The answer must consist of every line from the entries that holds the word "failed".
--- Given information Enclosed Below ---
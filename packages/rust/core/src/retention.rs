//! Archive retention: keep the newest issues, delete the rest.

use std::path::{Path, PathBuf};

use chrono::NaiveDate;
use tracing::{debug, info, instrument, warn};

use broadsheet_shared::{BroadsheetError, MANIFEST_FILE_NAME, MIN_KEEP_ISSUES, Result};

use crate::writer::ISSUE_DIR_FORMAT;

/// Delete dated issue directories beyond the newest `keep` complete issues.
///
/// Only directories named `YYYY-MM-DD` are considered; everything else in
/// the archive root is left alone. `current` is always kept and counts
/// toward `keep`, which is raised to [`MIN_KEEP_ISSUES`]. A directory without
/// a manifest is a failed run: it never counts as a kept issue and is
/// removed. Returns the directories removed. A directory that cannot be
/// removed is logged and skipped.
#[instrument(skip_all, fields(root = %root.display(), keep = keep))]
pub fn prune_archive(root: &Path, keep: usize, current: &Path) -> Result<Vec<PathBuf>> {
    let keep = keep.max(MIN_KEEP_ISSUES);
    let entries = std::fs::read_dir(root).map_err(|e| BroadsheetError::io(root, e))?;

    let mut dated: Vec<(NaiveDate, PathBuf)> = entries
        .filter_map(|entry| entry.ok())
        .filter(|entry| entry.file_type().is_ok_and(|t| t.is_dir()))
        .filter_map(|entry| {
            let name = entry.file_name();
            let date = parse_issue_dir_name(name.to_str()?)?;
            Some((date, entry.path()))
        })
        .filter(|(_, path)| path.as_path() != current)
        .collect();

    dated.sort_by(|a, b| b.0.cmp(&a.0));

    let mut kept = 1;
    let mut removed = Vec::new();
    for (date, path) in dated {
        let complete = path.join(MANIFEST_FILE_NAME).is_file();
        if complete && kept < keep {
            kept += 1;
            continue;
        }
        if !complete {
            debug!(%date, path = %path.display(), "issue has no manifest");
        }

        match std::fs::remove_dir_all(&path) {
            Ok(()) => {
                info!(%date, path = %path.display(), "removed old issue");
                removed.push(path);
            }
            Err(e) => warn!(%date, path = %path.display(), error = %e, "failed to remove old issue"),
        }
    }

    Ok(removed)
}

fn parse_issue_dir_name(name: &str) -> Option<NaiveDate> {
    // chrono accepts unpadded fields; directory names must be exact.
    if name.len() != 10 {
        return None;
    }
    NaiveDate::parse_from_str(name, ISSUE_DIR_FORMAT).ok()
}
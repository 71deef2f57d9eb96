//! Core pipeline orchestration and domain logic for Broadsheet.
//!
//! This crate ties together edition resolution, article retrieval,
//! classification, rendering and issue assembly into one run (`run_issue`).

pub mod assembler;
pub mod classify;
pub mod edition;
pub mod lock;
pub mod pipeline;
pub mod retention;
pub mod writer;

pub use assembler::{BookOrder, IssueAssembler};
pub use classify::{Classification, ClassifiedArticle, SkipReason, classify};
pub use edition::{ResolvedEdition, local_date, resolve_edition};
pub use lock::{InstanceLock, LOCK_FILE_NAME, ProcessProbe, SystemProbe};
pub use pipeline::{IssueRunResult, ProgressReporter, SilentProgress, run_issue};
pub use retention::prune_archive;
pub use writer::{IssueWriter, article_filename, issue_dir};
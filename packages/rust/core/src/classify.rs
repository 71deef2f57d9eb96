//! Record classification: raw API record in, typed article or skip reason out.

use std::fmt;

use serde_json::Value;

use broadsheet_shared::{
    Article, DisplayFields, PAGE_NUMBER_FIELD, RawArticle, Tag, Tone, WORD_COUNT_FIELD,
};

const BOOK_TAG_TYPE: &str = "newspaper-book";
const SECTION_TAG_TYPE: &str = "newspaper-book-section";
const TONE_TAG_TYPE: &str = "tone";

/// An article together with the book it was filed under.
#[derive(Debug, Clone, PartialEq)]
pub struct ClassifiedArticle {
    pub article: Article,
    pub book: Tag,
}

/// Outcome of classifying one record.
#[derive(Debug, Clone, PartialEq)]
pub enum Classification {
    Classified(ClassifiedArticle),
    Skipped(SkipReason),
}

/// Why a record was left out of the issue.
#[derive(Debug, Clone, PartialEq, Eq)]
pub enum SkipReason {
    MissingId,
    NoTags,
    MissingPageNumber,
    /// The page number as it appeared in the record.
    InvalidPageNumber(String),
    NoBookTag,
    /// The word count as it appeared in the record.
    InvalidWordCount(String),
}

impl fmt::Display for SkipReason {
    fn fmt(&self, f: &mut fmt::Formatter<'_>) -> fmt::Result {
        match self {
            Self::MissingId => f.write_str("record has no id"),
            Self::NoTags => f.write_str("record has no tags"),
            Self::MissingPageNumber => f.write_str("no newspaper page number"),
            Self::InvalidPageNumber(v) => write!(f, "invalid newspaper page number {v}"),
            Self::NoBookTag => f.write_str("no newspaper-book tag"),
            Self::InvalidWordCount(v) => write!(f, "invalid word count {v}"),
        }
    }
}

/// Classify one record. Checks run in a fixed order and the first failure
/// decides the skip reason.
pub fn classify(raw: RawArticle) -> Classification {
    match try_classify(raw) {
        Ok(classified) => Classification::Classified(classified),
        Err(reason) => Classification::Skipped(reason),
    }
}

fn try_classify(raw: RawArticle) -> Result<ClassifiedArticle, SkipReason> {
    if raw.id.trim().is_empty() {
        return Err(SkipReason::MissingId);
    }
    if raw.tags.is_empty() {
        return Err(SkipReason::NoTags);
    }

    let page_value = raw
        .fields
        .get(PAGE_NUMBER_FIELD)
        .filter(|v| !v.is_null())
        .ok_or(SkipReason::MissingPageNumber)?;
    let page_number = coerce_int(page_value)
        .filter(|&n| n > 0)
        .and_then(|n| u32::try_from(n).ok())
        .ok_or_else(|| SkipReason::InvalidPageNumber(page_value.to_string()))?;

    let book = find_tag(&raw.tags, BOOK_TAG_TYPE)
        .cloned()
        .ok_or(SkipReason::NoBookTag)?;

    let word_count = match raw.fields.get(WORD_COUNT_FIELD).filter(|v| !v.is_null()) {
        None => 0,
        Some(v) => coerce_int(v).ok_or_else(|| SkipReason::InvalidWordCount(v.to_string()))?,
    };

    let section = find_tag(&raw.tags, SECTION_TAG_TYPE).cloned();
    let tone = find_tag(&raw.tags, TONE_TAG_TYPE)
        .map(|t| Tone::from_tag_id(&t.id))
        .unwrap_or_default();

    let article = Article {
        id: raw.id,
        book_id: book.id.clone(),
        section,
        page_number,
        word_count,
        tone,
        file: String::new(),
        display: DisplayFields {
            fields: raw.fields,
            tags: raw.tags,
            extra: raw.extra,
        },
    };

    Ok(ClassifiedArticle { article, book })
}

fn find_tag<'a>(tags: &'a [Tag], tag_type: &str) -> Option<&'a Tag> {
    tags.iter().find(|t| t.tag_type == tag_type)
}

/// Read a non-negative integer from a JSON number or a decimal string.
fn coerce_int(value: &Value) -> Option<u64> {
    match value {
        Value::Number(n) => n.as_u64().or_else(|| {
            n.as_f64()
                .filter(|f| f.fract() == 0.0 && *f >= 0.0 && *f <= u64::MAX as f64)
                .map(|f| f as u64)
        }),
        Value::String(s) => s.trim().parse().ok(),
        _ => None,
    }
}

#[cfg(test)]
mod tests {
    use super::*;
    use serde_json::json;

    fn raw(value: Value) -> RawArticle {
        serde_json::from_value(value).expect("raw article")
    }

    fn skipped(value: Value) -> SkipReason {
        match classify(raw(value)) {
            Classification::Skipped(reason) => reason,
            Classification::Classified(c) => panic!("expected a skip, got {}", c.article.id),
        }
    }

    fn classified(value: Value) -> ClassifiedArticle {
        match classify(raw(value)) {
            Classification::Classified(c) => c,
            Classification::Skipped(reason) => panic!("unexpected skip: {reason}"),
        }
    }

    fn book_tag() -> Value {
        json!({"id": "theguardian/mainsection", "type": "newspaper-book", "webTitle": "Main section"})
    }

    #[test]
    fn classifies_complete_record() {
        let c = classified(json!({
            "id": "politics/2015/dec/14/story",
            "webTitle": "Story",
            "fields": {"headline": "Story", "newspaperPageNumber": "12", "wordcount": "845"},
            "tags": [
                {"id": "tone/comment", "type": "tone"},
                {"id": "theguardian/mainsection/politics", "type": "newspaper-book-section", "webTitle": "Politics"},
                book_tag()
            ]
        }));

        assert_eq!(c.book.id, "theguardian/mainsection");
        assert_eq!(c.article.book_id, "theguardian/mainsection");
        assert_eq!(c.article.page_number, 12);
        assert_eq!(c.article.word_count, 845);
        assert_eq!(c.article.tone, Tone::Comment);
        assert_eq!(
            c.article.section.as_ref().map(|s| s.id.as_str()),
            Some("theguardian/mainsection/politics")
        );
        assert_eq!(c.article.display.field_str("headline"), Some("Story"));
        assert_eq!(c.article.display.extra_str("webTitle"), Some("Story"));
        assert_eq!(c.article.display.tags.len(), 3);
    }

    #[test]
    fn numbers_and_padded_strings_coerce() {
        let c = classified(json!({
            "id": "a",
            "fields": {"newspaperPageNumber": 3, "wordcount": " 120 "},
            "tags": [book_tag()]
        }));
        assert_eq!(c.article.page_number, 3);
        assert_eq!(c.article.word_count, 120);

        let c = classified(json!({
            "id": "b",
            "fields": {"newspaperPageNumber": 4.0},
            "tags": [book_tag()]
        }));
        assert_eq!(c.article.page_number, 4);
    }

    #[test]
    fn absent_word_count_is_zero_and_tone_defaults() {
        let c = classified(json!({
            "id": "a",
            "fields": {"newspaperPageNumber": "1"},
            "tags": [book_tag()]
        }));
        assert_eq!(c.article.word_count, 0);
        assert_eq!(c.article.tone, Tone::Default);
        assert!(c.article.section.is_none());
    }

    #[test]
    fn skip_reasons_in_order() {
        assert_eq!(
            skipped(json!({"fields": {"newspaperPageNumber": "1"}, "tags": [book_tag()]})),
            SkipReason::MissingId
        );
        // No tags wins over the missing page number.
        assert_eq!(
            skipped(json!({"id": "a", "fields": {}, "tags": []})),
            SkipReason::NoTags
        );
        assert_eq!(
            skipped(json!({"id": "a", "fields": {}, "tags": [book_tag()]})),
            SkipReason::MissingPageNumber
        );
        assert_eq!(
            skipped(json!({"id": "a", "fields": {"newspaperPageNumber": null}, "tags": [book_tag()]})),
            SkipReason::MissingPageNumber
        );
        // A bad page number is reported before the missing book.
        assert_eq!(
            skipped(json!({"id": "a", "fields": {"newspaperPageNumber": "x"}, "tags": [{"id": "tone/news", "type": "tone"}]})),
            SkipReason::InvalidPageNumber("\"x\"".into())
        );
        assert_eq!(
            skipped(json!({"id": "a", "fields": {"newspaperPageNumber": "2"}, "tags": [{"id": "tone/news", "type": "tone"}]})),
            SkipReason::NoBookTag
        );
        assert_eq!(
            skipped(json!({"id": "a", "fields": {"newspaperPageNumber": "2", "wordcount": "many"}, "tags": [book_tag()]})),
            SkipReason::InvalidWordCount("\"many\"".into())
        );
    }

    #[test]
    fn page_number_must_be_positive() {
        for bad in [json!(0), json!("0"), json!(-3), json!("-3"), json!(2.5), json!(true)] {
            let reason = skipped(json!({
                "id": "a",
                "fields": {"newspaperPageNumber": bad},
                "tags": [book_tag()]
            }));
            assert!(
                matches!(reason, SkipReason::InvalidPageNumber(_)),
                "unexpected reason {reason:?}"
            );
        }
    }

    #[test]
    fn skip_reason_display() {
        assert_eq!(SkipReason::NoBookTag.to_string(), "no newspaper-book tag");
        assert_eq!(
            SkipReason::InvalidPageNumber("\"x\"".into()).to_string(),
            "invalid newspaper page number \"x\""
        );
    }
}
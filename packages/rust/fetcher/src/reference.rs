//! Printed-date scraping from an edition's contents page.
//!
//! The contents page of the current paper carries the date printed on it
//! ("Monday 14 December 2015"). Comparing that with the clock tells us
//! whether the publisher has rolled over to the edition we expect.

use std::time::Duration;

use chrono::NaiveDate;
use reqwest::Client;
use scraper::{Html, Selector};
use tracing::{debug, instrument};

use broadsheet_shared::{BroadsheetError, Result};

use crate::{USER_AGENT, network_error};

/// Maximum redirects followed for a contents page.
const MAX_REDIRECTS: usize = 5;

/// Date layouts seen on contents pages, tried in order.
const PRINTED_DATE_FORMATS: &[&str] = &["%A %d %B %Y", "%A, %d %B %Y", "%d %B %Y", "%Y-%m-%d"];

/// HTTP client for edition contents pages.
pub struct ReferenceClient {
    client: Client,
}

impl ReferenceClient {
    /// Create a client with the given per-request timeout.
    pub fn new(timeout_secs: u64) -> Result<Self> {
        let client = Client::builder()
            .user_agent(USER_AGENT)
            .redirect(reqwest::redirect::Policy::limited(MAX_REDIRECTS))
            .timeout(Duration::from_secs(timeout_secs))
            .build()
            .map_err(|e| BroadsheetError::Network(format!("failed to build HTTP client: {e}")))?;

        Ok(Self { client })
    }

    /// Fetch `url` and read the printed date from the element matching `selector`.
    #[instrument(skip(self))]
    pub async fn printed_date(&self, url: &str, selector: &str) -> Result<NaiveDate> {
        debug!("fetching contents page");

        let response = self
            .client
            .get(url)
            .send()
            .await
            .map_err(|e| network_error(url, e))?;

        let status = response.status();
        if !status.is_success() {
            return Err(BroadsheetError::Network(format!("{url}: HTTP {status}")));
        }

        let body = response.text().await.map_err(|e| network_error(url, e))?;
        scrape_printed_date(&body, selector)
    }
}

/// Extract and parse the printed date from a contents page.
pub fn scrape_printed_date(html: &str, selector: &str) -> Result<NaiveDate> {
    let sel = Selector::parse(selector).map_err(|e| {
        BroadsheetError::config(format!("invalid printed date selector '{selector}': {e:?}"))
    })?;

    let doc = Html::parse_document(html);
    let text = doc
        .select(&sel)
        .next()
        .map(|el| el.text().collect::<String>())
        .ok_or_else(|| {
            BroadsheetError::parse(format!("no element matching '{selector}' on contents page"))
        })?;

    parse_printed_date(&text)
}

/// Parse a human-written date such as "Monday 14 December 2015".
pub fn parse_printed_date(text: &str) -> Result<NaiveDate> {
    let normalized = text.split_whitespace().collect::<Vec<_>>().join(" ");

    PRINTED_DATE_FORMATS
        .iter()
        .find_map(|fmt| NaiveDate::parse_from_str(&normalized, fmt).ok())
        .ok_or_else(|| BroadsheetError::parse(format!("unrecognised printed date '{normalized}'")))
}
--- End of Enclosed Given information ---
Solved exercise
/// a manifest is a failed run: it never counts as a kept issue and is
            Err(e) => warn!(%date, path = %path.display(), error = %e, "failed to remove old issue"),
            .map_err(|e| BroadsheetError::Network(format!("failed to build HTTP client: {e}")))?;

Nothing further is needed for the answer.